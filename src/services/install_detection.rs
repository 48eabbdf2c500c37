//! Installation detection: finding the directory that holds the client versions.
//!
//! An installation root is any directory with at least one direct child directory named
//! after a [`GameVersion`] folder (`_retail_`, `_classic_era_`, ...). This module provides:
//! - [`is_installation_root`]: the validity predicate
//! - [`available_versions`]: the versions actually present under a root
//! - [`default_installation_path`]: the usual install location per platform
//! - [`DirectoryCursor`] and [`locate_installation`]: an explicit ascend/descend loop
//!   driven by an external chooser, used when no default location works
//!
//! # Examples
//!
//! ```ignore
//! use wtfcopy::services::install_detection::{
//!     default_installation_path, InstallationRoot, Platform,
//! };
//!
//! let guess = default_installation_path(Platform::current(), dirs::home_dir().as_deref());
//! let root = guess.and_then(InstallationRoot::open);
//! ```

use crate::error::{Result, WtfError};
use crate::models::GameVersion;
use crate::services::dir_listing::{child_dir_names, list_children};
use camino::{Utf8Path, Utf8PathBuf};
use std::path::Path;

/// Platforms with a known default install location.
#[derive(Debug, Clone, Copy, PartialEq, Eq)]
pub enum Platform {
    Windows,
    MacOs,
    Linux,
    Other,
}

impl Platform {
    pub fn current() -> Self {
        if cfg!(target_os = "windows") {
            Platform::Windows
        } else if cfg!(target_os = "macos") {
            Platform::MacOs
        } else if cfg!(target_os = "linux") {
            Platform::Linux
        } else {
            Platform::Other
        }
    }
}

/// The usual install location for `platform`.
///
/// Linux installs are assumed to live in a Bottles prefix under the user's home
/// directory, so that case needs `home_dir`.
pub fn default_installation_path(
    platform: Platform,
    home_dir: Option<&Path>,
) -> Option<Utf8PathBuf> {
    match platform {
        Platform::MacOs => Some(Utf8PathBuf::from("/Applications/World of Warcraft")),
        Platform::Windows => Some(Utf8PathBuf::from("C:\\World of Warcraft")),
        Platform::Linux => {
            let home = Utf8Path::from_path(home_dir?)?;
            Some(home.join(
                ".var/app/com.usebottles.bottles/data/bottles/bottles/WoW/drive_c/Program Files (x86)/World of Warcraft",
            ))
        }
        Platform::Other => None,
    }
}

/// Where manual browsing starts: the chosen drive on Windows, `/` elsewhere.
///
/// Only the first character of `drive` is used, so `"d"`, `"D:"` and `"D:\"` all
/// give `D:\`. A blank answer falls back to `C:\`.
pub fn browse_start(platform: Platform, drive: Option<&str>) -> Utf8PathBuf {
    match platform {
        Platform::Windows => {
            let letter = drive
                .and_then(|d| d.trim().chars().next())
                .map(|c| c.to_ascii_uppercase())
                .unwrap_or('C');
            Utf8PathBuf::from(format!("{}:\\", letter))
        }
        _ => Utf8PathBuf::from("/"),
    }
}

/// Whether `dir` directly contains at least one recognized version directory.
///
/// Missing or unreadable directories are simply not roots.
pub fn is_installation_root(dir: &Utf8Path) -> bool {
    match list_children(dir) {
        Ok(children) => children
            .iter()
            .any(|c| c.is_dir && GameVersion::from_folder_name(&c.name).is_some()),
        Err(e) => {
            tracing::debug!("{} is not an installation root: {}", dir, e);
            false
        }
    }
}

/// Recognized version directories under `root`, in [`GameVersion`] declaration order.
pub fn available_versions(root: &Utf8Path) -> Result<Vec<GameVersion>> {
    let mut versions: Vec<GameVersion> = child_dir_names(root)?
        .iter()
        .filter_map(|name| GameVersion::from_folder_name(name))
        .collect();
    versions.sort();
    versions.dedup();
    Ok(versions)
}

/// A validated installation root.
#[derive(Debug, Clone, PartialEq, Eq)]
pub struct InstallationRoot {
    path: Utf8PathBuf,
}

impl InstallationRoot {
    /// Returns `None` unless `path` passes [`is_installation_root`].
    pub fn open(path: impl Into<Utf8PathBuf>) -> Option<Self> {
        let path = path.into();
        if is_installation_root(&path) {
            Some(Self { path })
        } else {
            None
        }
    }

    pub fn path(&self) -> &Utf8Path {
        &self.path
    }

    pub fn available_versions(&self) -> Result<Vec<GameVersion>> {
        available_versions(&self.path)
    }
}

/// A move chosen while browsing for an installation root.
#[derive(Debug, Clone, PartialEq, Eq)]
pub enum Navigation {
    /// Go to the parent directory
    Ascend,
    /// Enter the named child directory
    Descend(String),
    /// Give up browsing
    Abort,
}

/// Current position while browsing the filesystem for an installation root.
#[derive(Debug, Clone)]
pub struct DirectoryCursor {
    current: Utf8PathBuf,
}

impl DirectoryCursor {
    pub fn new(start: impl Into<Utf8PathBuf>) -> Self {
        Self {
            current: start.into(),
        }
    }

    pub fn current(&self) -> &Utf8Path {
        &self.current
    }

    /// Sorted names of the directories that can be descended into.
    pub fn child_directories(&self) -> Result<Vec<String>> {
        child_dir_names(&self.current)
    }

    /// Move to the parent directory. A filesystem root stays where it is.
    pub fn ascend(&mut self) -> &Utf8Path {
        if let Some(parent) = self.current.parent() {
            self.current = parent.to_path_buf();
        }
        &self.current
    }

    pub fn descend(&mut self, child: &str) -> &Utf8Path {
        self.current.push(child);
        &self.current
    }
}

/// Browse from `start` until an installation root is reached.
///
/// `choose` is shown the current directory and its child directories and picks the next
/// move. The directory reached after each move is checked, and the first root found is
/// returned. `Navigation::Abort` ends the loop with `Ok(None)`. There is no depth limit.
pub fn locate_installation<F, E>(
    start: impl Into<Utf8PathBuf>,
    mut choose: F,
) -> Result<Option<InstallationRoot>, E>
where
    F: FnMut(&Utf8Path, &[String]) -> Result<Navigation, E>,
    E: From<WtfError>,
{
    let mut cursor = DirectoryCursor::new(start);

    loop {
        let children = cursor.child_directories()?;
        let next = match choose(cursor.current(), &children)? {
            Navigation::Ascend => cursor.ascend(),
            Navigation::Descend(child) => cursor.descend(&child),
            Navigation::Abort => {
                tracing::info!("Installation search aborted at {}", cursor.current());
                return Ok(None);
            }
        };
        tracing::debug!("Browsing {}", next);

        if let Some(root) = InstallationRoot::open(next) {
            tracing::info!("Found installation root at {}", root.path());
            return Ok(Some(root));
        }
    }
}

═══

* **Work instruction**
Please copy out each line in the entries that mentions the string "letter".

* **Your response**
            let letter = drive
            Utf8PathBuf::from(format!("{}:\\", letter))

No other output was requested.